その言葉に、テリィはわずかに目を細めた。

グランチェスターという名を捨ててニューヨークへ渡ってきた。若い頃なら、その名で呼ばれただけで反発していたかもしれない。だが、今となっては、それも自分の過去の一部だった。

受け入れることと、縛られることは違う。そう思えるほどには、自分も年を重ねた。

「ウィリアム様のところへご案内いたします」

ジョルジュが門の奥を示す。

「お車のまま、どうぞ中へ」

テリィは再び運転席へ乗り込んだ。

ジョルジュは助手席へ座り、門番が鉄門を大きく開き、車はゆっくりと敷地の中へ入った。
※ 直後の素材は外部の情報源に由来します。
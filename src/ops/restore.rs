use std::io::{BufWriter, Write};
use std::path::Path;

use tracing::{debug, info};

use crate::catalog::SnapshotId;
use crate::error::{Error, IoResultExt, Result};
use crate::fs::{destination_path, prepare_directory, replace_file};
use crate::store::Store;

/// restore statistics
#[derive(Debug, Default, Clone, PartialEq, Eq)]
pub struct RestoreStats {
    pub files_restored: usize,
    pub bytes_written: u64,
}

/// materialize a snapshot under `output`
///
/// every blob the snapshot needs is checked before anything is written; a
/// missing one fails the whole restore with [`Error::MissingContent`].
/// existing files at colliding paths are overwritten, everything else in
/// `output` is left alone.
pub fn restore(store: &Store, id: SnapshotId, output: &Path) -> Result<RestoreStats> {
    let entries = store.catalog().list_file_entries(id)?;

    // resolve destinations and verify content up front
    let mut plan = Vec::with_capacity(entries.len());
    for entry in &entries {
        let dest = destination_path(output, &entry.path)?;
        if !store.content().exists(&entry.hash) {
            return Err(Error::MissingContent {
                hash: entry.hash,
                path: entry.path.clone(),
            });
        }
        plan.push((entry, dest));
    }

    prepare_directory(output)?;
    info!(snapshot = %id, output = %output.display(), files = plan.len(), "restoring snapshot");

    let mut stats = RestoreStats::default();
    for (entry, dest) in plan {
        let file = replace_file(&dest)?;
        let mut writer = BufWriter::new(file);
        let bytes = store.content().read_to(&entry.hash, &mut writer)?;
        writer.flush().with_path(&dest)?;

        debug!(path = %entry.path, bytes, "restored file");
        stats.files_restored += 1;
        stats.bytes_written += bytes;
    }

    info!(snapshot = %id, files = stats.files_restored, bytes = stats.bytes_written, "restore finished");
    Ok(stats)
}

#[cfg(test)]
mod tests {
    use super::*;
    use crate::error::ErrorKind;
    use crate::ops::snapshot;
    use std::collections::BTreeMap;
    use std::fs;
    use tempfile::tempdir;
    use walkdir::WalkDir;

    fn test_store() -> (tempfile::TempDir, Store) {
        let dir = tempdir().unwrap();
        let store = Store::init(&dir.path().join("backups.db")).unwrap();
        (dir, store)
    }

    /// relative path -> bytes for every regular file below `root`
    fn read_tree(root: &Path) -> BTreeMap<String, Vec<u8>> {
        WalkDir::new(root)
            .into_iter()
            .map(|e| e.unwrap())
            .filter(|e| e.file_type().is_file())
            .map(|e| {
                let rel = e.path().strip_prefix(root).unwrap();
                (rel.to_str().unwrap().to_string(), fs::read(e.path()).unwrap())
            })
            .collect()
    }

    #[test]
    fn test_roundtrip() {
        let (dir, mut store) = test_store();

        let source = dir.path().join("source");
        fs::create_dir_all(source.join("a/b/c")).unwrap();
        fs::write(source.join("top.txt"), "top level").unwrap();
        fs::write(source.join("a/b/c/deep.bin"), [0u8, 255, 1, 254, 0, 0]).unwrap();
        fs::write(source.join("a/empty"), "").unwrap();
        fs::write(
            source.join("a/large"),
            (0..200_000u32).map(|i| (i % 251) as u8).collect::<Vec<_>>(),
        )
        .unwrap();

        let (id, _) = snapshot(&mut store, &source).unwrap();

        let output = dir.path().join("restored");
        let stats = restore(&store, id, &output).unwrap();

        assert_eq!(stats.files_restored, 4);
        assert_eq!(read_tree(&output), read_tree(&source));
    }

    #[test]
    fn test_restore_special_names() {
        let (dir, mut store) = test_store();

        let source = dir.path().join("source");
        fs::create_dir_all(source.join("level1/level2")).unwrap();
        fs::write(source.join("level1/level2/special@#$%.txt"), "special").unwrap();
        fs::write(source.join("with space & ümlaut.txt"), "unicode").unwrap();

        let (id, _) = snapshot(&mut store, &source).unwrap();

        let output = dir.path().join("restored");
        restore(&store, id, &output).unwrap();

        assert_eq!(
            fs::read_to_string(output.join("level1/level2/special@#$%.txt")).unwrap(),
            "special"
        );
        assert_eq!(
            fs::read_to_string(output.join("with space & ümlaut.txt")).unwrap(),
            "unicode"
        );
    }

    #[test]
    fn test_retried_path_replaces() {
        let (dir, mut store) = test_store();

        let source = dir.path().join("source");
        fs::create_dir(&source).unwrap();
        fs::write(source.join("file.txt"), "v1").unwrap();
        let (id, _) = snapshot(&mut store, &source).unwrap();

        // a retried write to the same path supersedes the first one
        let v2 = crate::hash::hash_bytes(b"v2");
        store.content().put(&v2, b"v2").unwrap();
        let catalog = store.catalog_mut();
        catalog.add_file_entry(id, "file.txt", &v2).unwrap();
        catalog.commit().unwrap();

        assert_eq!(store.catalog().list_file_entries(id).unwrap().len(), 1);

        let output = dir.path().join("restored");
        restore(&store, id, &output).unwrap();
        assert_eq!(fs::read_to_string(output.join("file.txt")).unwrap(), "v2");
    }

    #[test]
    fn test_restore_into_existing_directory() {
        let (dir, mut store) = test_store();

        let source = dir.path().join("source");
        fs::create_dir_all(source.join("sub")).unwrap();
        fs::write(source.join("shared.txt"), "from snapshot").unwrap();
        fs::write(source.join("sub/inner.txt"), "inner").unwrap();
        let (id, _) = snapshot(&mut store, &source).unwrap();

        let output = dir.path().join("existing");
        fs::create_dir_all(output.join("sub")).unwrap();
        fs::write(output.join("shared.txt"), "stale local content that is longer").unwrap();
        fs::write(output.join("untouched.txt"), "keep me").unwrap();

        restore(&store, id, &output).unwrap();

        assert_eq!(fs::read_to_string(output.join("shared.txt")).unwrap(), "from snapshot");
        assert_eq!(fs::read_to_string(output.join("sub/inner.txt")).unwrap(), "inner");
        assert_eq!(fs::read_to_string(output.join("untouched.txt")).unwrap(), "keep me");
    }

    #[test]
    fn test_restore_unknown_snapshot() {
        let (dir, store) = test_store();

        let output = dir.path().join("restored");
        let err = restore(&store, SnapshotId::new(9), &output).unwrap_err();

        assert_eq!(err.kind(), ErrorKind::NotFound);
        assert!(!output.exists());
    }

    #[test]
    fn test_restore_missing_content_aborts() {
        let (dir, mut store) = test_store();

        let source = dir.path().join("source");
        fs::create_dir(&source).unwrap();
        fs::write(source.join("a.txt"), "present").unwrap();
        fs::write(source.join("b.txt"), "will vanish").unwrap();
        let (id, _) = snapshot(&mut store, &source).unwrap();

        let gone = crate::hash::hash_bytes(b"will vanish");
        store.content().delete(&gone).unwrap();

        let output = dir.path().join("restored");
        let err = restore(&store, id, &output).unwrap_err();

        assert!(matches!(err, Error::MissingContent { ref path, .. } if path == "b.txt"));
        assert_eq!(err.kind(), ErrorKind::Integrity);
        // nothing was written
        assert!(!output.exists());
    }

    #[test]
    fn test_restore_output_is_file() {
        let (dir, mut store) = test_store();

        let source = dir.path().join("source");
        fs::create_dir(&source).unwrap();
        fs::write(source.join("a"), "a").unwrap();
        let (id, _) = snapshot(&mut store, &source).unwrap();

        let output = dir.path().join("occupied");
        fs::write(&output, "not a dir").unwrap();

        assert!(matches!(
            restore(&store, id, &output),
            Err(Error::NotADirectory(_))
        ));
    }
}
use serde::{Deserialize, Serialize};
use sha2::{Digest, Sha256};
use std::fmt;
use std::fs::File;
use std::io::Read;
use std::path::Path;

use crate::error::{IoResultExt, Result};
use crate::Error;

/// bytes read per chunk when fingerprinting a stream
pub const CHUNK_SIZE: usize = 64 * 1024;

/// SHA-256 fingerprint used for content addressing
#[derive(Clone, Copy, PartialEq, Eq, Hash, PartialOrd, Ord)]
pub struct Hash([u8; 32]);

impl Hash {
    /// zero hash (useful as sentinel)
    pub const ZERO: Hash = Hash([0u8; 32]);

    /// parse from hex string
    pub fn from_hex(s: &str) -> crate::Result<Self> {
        let bytes = hex::decode(s).map_err(|_| Error::InvalidHashHex(s.to_string()))?;
        if bytes.len() != 32 {
            return Err(Error::InvalidHashHex(s.to_string()));
        }
        let mut arr = [0u8; 32];
        arr.copy_from_slice(&bytes);
        Ok(Self(arr))
    }

    /// convert to hex string
    pub fn to_hex(&self) -> String {
        hex::encode(self.0)
    }

    /// split into path components for the content store
    /// returns (first 2 hex chars, remaining 62 hex chars)
    pub fn to_path_components(&self) -> (String, String) {
        let hex = self.to_hex();
        (hex[..2].to_string(), hex[2..].to_string())
    }
}

impl fmt::Display for Hash {
    fn fmt(&self, f: &mut fmt::Formatter<'_>) -> fmt::Result {
        write!(f, "{}", self.to_hex())
    }
}

impl fmt::Debug for Hash {
    fn fmt(&self, f: &mut fmt::Formatter<'_>) -> fmt::Result {
        write!(f, "Hash({})", &self.to_hex()[..12])
    }
}

impl Serialize for Hash {
    fn serialize<S>(&self, serializer: S) -> std::result::Result<S::Ok, S::Error>
    where
        S: serde::Serializer,
    {
        serializer.serialize_str(&self.to_hex())
    }
}

impl<'de> Deserialize<'de> for Hash {
    fn deserialize<D>(deserializer: D) -> std::result::Result<Self, D::Error>
    where
        D: serde::Deserializer<'de>,
    {
        let s = String::deserialize(deserializer)?;
        Self::from_hex(&s).map_err(serde::de::Error::custom)
    }
}

/// streaming content hasher
pub struct ContentHasher {
    hasher: Sha256,
}

impl ContentHasher {
    pub fn new() -> Self {
        Self {
            hasher: Sha256::new(),
        }
    }

    /// feed content bytes
    pub fn update(&mut self, data: &[u8]) {
        self.hasher.update(data);
    }

    /// finalize and return hash
    pub fn finalize(self) -> Hash {
        Hash(self.hasher.finalize().into())
    }
}

impl Default for ContentHasher {
    fn default() -> Self {
        Self::new()
    }
}

/// fingerprint an in-memory buffer
pub fn hash_bytes(content: &[u8]) -> Hash {
    Hash(Sha256::digest(content).into())
}

/// fingerprint a stream in bounded chunks, never holding the whole input in memory
///
/// returns the hash and the number of bytes consumed. `path` is only used
/// to give read errors context.
pub fn hash_reader<R: Read>(reader: &mut R, path: &Path) -> Result<(Hash, u64)> {
    let mut hasher = ContentHasher::new();
    let mut buf = vec![0u8; CHUNK_SIZE];
    let mut total = 0u64;
    loop {
        let n = reader.read(&mut buf).with_path(path)?;
        if n == 0 {
            break;
        }
        hasher.update(&buf[..n]);
        total += n as u64;
    }
    Ok((hasher.finalize(), total))
}

/// fingerprint a file on disk
pub fn hash_file(path: &Path) -> Result<Hash> {
    let mut file = File::open(path).with_path(path)?;
    let (hash, _) = hash_reader(&mut file, path)?;
    Ok(hash)
}
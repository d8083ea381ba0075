use tracing::{info, warn};

use crate::catalog::SnapshotId;
use crate::error::Result;
use crate::store::Store;

/// prune statistics
#[derive(Debug, Default, Clone, PartialEq, Eq)]
pub struct PruneStats {
    pub files_removed: usize,
    pub contents_removed: usize,
    pub bytes_freed: u64,
}

/// remove a snapshot and reclaim content no remaining snapshot references
///
/// the catalog deletion is committed first. blobs are only considered for
/// removal afterwards, against the references that survived, so a failure
/// part way through leaves orphaned blobs and never a dangling entry.
pub fn prune(store: &mut Store, id: SnapshotId) -> Result<PruneStats> {
    let candidates = store.catalog().fingerprints_of(id)?;

    let (content, catalog) = store.parts_mut();
    let files_removed = catalog.delete_snapshot(id)?;

    // mark: everything still referenced
    let reachable = catalog.all_fingerprints_in_use();

    // sweep: candidates nobody else uses
    let mut stats = PruneStats {
        files_removed,
        ..Default::default()
    };
    let mut unreferenced: Vec<_> = candidates.difference(&reachable).copied().collect();
    unreferenced.sort();

    for hash in unreferenced {
        match content.delete(&hash) {
            Ok(size) => {
                stats.contents_removed += 1;
                stats.bytes_freed += size;
            }
            Err(e) => warn!(hash = %hash, error = %e, "failed to remove unreferenced content"),
        }
    }

    info!(
        snapshot = %id,
        files = stats.files_removed,
        contents = stats.contents_removed,
        bytes = stats.bytes_freed,
        "snapshot pruned"
    );
    Ok(stats)
}
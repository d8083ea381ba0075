//! snapshot catalog: snapshot records and their path → fingerprint entries
//!
//! the whole catalog is a single CBOR document. reads are served from memory;
//! writes are staged in memory and made durable by [`Catalog::commit`], which
//! replaces the on-disk document atomically (temp file, fsync, rename). a
//! commit therefore lands every staged mutation or none of them.

use std::collections::{BTreeMap, HashMap, HashSet};
use std::fmt;
use std::fs::File;
use std::io::{BufReader, BufWriter, Write};
use std::path::PathBuf;
use std::str::FromStr;

use chrono::{DateTime, Utc};
use serde::{Deserialize, Serialize};
use tracing::{debug, warn};

use crate::error::{Error, IoResultExt, Result};
use crate::fs::{fsync_dir, StagedFile};
use crate::hash::Hash;

const CATALOG_VERSION: u32 = 1;

/// opaque, monotonically increasing snapshot identifier
#[derive(Clone, Copy, Debug, PartialEq, Eq, Hash, PartialOrd, Ord, Serialize, Deserialize)]
#[serde(transparent)]
pub struct SnapshotId(u64);

impl SnapshotId {
    pub fn new(id: u64) -> Self {
        Self(id)
    }

    pub fn get(self) -> u64 {
        self.0
    }
}

impl fmt::Display for SnapshotId {
    fn fmt(&self, f: &mut fmt::Formatter<'_>) -> fmt::Result {
        write!(f, "{}", self.0)
    }
}

impl FromStr for SnapshotId {
    type Err = Error;

    fn from_str(s: &str) -> Result<Self> {
        s.trim()
            .parse::<u64>()
            .ok()
            .filter(|id| *id > 0)
            .map(SnapshotId)
            .ok_or_else(|| Error::InvalidSnapshotId(s.to_string()))
    }
}

/// a point-in-time capture of a directory tree
#[derive(Clone, Debug, PartialEq, Eq)]
pub struct Snapshot {
    pub id: SnapshotId,
    /// creation time
    pub timestamp: DateTime<Utc>,
    /// bytes of content newly written by the snapshot operation
    pub size: u64,
}

/// one captured file within a snapshot
#[derive(Clone, Debug, PartialEq, Eq)]
pub struct FileEntry {
    pub snapshot_id: SnapshotId,
    /// forward-slash separated path relative to the snapshot root
    pub path: String,
    pub hash: Hash,
}

/// a file entry together with the snapshot that owns it
#[derive(Clone, Debug, PartialEq, Eq)]
pub struct FileReference {
    pub snapshot: Snapshot,
    pub path: String,
}

#[derive(Clone, Debug, Serialize, Deserialize)]
struct SnapshotRecord {
    timestamp: DateTime<Utc>,
    size: u64,
    files: BTreeMap<String, Hash>,
}

#[derive(Clone, Debug, Serialize, Deserialize)]
struct CatalogData {
    version: u32,
    next_id: u64,
    snapshots: BTreeMap<SnapshotId, SnapshotRecord>,
}

impl Default for CatalogData {
    fn default() -> Self {
        Self {
            version: CATALOG_VERSION,
            next_id: 1,
            snapshots: BTreeMap::new(),
        }
    }
}

/// the snapshot catalog
pub struct Catalog {
    path: PathBuf,
    tmp: PathBuf,
    data: CatalogData,
    staged: bool,
}

impl Catalog {
    /// open the catalog at `path`, creating an empty one if absent
    pub fn open(path: PathBuf, tmp: PathBuf) -> Result<Self> {
        let exists = path.exists();
        let data = if exists {
            load(&path)?
        } else {
            CatalogData::default()
        };

        let mut catalog = Self {
            path,
            tmp,
            data,
            staged: !exists,
        };
        if !exists {
            catalog.commit()?;
        }
        Ok(catalog)
    }

    /// allocate a new snapshot stamped with the current time
    ///
    /// the new record is committed before this returns.
    pub fn create_snapshot(&mut self) -> Result<SnapshotId> {
        self.create_snapshot_at(Utc::now())
    }

    /// allocate a new snapshot with an explicit timestamp
    pub fn create_snapshot_at(&mut self, timestamp: DateTime<Utc>) -> Result<SnapshotId> {
        let id = SnapshotId(self.data.next_id);
        self.data.next_id += 1;
        self.data.snapshots.insert(
            id,
            SnapshotRecord {
                timestamp,
                size: 0,
                files: BTreeMap::new(),
            },
        );
        self.staged = true;
        self.commit()?;

        debug!(snapshot = %id, "created snapshot record");
        Ok(id)
    }

    /// stage a path → fingerprint entry for a snapshot
    ///
    /// a second entry for the same path replaces the first. staged entries
    /// become durable on the next [`commit`](Self::commit).
    pub fn add_file_entry(&mut self, id: SnapshotId, path: &str, hash: &Hash) -> Result<()> {
        validate_relative_path(path)?;
        if *hash == Hash::ZERO {
            return Err(Error::InvalidEntry(format!("empty fingerprint for {}", path)));
        }

        let record = self
            .data
            .snapshots
            .get_mut(&id)
            .ok_or(Error::SnapshotNotFound(id))?;
        record.files.insert(path.to_string(), *hash);
        self.staged = true;
        Ok(())
    }

    /// all snapshots, by id ascending
    pub fn list_snapshots(&self) -> Vec<Snapshot> {
        self.data
            .snapshots
            .iter()
            .map(|(id, record)| to_snapshot(*id, record))
            .collect()
    }

    pub fn get_snapshot(&self, id: SnapshotId) -> Result<Snapshot> {
        self.data
            .snapshots
            .get(&id)
            .map(|record| to_snapshot(id, record))
            .ok_or(Error::SnapshotNotFound(id))
    }

    /// file entries of a snapshot, sorted by path
    pub fn list_file_entries(&self, id: SnapshotId) -> Result<Vec<FileEntry>> {
        let record = self
            .data
            .snapshots
            .get(&id)
            .ok_or(Error::SnapshotNotFound(id))?;

        Ok(record
            .files
            .iter()
            .map(|(path, hash)| FileEntry {
                snapshot_id: id,
                path: path.clone(),
                hash: *hash,
            })
            .collect())
    }

    /// record the final size of a snapshot and commit everything staged for it
    pub fn finalize_size(&mut self, id: SnapshotId, bytes: u64) -> Result<()> {
        let record = self
            .data
            .snapshots
            .get_mut(&id)
            .ok_or(Error::SnapshotNotFound(id))?;
        record.size = bytes;
        self.staged = true;
        self.commit()
    }

    /// remove a snapshot and all of its entries, committing immediately
    ///
    /// the content store is left alone. returns the number of entries removed.
    pub fn delete_snapshot(&mut self, id: SnapshotId) -> Result<usize> {
        let record = self
            .data
            .snapshots
            .remove(&id)
            .ok_or(Error::SnapshotNotFound(id))?;
        self.staged = true;
        self.commit()?;
        Ok(record.files.len())
    }

    /// fingerprints referenced by at least one entry of any snapshot
    pub fn all_fingerprints_in_use(&self) -> HashSet<Hash> {
        self.data
            .snapshots
            .values()
            .flat_map(|record| record.files.values().copied())
            .collect()
    }

    /// fingerprints referenced by one snapshot
    pub fn fingerprints_of(&self, id: SnapshotId) -> Result<HashSet<Hash>> {
        let record = self
            .data
            .snapshots
            .get(&id)
            .ok_or(Error::SnapshotNotFound(id))?;
        Ok(record.files.values().copied().collect())
    }

    /// for each fingerprint, the number of distinct snapshots referencing it
    pub fn snapshot_counts(&self) -> HashMap<Hash, usize> {
        let mut counts = HashMap::new();
        for record in self.data.snapshots.values() {
            let distinct: HashSet<&Hash> = record.files.values().collect();
            for hash in distinct {
                *counts.entry(*hash).or_insert(0) += 1;
            }
        }
        counts
    }

    /// every entry, across all snapshots, that references `hash`
    ///
    /// ordered by snapshot id, then path.
    pub fn references_to(&self, hash: &Hash) -> Vec<FileReference> {
        let mut refs = Vec::new();
        for (id, record) in &self.data.snapshots {
            for (path, entry_hash) in &record.files {
                if entry_hash == hash {
                    refs.push(FileReference {
                        snapshot: to_snapshot(*id, record),
                        path: path.clone(),
                    });
                }
            }
        }
        refs
    }

    /// whether there are mutations not yet committed
    pub fn has_staged(&self) -> bool {
        self.staged
    }

    /// make all staged mutations durable in one atomic replace
    ///
    /// on failure the in-memory catalog is rolled back to the last durable state.
    pub fn commit(&mut self) -> Result<()> {
        if !self.staged {
            return Ok(());
        }

        match self.persist() {
            Ok(()) => {
                self.staged = false;
                Ok(())
            }
            Err(e) => {
                if let Err(reload) = self.rollback() {
                    warn!(error = %reload, "failed to roll back catalog after commit failure");
                }
                Err(e)
            }
        }
    }

    /// discard staged mutations, returning to the last committed state
    pub fn rollback(&mut self) -> Result<()> {
        self.data = if self.path.exists() {
            load(&self.path)?
        } else {
            CatalogData::default()
        };
        self.staged = false;
        Ok(())
    }

    fn persist(&self) -> Result<()> {
        // atomic write: temp -> fsync -> rename
        let tmp_path = self.tmp.join(uuid::Uuid::new_v4().to_string());
        let (staged, tmp_file) = StagedFile::create(tmp_path)?;
        let mut writer = BufWriter::new(tmp_file);
        ciborium::into_writer(&self.data, &mut writer)?;
        writer.flush().with_store_path(staged.path())?;
        writer.get_ref().sync_all().with_store_path(staged.path())?;
        drop(writer);

        staged.install(&self.path)?;

        // fsync parent directory
        if let Some(parent) = self.path.parent() {
            fsync_dir(parent).with_store_path(parent)?;
        }

        Ok(())
    }
}

fn load(path: &std::path::Path) -> Result<CatalogData> {
    let file = File::open(path).with_path(path)?;
    let data: CatalogData = ciborium::from_reader(BufReader::new(file))?;
    if data.version != CATALOG_VERSION {
        return Err(Error::CorruptCatalog(format!(
            "unsupported catalog version {}",
            data.version
        )));
    }
    Ok(data)
}

fn to_snapshot(id: SnapshotId, record: &SnapshotRecord) -> Snapshot {
    Snapshot {
        id,
        timestamp: record.timestamp,
        size: record.size,
    }
}

/// check that a path is relative and free of empty, `.` and `..` parts
pub(crate) fn validate_relative_path(path: &str) -> Result<()> {
    if path.is_empty() {
        return Err(Error::InvalidEntry("empty path".to_string()));
    }
    if path.starts_with('/') || path.contains('\0') {
        return Err(Error::InvalidEntry(path.to_string()));
    }
    if path
        .split('/')
        .any(|part| part.is_empty() || part == "." || part == "..")
    {
        return Err(Error::InvalidEntry(path.to_string()));
    }
    Ok(())
}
門から本宅までは、想像していた以上に距離があった。両側には、丁寧に手入れされた芝生と、大きな樹木が並んでいる。

花壇には夏の花が咲き、遠くには噴水も見えた。私道は緩やかに曲がりながら、敷地の奥へ続いている。途中には厩舎らしき建物や、使用人のための別棟も見えた。

その規模は、単なる邸宅というより一つの小さな領地に近い。

グランチェスター家の屋敷を知らなければ、圧倒されていたかもしれない。

だが、テリィに驚きがなかったわけではない。

英国の古い貴族の館とは、趣がまったく違う。グランチェスター家の屋敷にあるのが、何代にもわたって積み重ねられてきた歴史の重さだとすれば、ここにあるのは、新しい大陸で自ら築き上げてきた力と繁栄だった。似ているようで、まるで違う。

テリィは窓の向こうへ広がる景色を見ながら、改めて思った。ここが、キャンディのもう一つの家なのだ。ポニーの家とは、あまりにも違う。どちらも彼女の人生を形作ってきた場所だった。

やがて木々の向こうから、本宅の全景が現れた。

淡い灰色の石造り。左右へ大きく翼を広げるような建物。正面には高い列柱が並び、中央には広い階段がある。威厳がありながら、過度な装飾に頼らない端正な造りだった。

玄関前へ車を停めると、すでに使用人が待機していた。テリィが降りると、すぐに車を預かる者が進み出る。

「どうぞこちらへ」

ジョルジュに促され、正面階段を上った。

大きな扉が開く。

中へ入った瞬間、外の暑さが遠ざかった。